**TASK TO COMPLETE**
Find every line in the records that holds the string "DateTime". Copy each one.

**********

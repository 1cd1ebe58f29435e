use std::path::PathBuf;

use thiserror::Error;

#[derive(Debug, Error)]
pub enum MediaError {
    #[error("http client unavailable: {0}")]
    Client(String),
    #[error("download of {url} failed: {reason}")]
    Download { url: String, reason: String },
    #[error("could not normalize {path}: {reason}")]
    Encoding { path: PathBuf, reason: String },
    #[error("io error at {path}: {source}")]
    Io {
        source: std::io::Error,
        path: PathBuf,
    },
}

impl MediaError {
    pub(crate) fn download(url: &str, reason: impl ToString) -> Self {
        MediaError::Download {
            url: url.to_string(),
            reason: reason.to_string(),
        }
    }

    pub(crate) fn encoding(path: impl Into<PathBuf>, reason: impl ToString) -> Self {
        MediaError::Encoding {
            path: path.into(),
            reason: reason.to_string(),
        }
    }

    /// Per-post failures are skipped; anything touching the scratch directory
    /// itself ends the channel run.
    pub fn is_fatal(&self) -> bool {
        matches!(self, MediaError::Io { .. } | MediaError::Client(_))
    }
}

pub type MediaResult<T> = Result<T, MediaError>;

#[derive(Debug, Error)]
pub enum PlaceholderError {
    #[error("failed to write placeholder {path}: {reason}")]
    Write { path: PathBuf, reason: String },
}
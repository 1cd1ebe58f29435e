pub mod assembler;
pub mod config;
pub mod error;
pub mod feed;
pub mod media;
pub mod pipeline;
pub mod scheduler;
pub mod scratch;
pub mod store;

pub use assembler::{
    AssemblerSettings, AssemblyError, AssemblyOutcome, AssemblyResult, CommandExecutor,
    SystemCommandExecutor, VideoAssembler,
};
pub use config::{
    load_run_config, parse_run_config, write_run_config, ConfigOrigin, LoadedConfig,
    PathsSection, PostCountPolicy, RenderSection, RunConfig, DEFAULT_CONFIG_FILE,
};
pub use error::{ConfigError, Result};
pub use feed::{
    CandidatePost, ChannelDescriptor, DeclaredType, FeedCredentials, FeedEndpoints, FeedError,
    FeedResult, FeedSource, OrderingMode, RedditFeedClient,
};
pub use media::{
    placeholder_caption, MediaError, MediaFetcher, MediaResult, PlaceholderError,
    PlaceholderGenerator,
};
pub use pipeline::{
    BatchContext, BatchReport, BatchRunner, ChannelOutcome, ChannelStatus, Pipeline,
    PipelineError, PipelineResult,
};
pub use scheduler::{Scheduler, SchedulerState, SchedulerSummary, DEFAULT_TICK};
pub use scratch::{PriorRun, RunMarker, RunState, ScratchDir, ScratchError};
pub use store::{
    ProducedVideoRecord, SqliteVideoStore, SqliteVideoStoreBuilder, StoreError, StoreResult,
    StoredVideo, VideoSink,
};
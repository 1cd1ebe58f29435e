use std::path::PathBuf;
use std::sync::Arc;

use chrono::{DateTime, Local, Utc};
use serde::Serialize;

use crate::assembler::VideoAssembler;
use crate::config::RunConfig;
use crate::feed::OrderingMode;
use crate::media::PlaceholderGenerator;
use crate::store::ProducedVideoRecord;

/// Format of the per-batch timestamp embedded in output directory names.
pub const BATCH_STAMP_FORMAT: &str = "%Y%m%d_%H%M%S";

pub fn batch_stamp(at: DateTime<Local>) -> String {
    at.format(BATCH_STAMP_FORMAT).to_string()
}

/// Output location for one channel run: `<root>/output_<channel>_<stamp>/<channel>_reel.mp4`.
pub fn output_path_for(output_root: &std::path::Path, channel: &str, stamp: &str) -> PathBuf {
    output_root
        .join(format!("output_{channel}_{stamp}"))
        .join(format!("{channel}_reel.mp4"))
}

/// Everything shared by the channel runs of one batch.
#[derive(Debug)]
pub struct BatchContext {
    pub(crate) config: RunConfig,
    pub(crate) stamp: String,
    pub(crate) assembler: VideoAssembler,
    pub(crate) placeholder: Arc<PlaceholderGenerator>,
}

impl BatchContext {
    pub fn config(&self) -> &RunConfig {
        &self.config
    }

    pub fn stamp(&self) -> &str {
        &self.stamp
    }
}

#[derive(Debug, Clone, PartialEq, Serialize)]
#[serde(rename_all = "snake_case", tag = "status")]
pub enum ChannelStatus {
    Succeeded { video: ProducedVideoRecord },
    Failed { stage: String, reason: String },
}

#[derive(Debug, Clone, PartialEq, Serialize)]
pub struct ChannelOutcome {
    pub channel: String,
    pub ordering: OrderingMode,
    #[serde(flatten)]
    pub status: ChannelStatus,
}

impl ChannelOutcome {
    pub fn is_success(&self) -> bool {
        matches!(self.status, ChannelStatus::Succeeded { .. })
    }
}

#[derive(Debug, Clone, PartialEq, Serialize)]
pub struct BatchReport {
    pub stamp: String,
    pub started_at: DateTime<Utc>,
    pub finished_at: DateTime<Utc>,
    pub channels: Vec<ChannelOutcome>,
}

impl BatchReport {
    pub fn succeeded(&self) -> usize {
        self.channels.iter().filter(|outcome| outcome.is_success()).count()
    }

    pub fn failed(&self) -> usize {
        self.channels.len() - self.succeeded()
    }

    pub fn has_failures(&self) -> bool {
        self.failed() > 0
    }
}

**********

**EXERCISE SOLUTION**
use chrono::{DateTime, Local, Utc};
pub fn batch_stamp(at: DateTime<Local>) -> String {
    pub started_at: DateTime<Utc>,
    pub finished_at: DateTime<Utc>,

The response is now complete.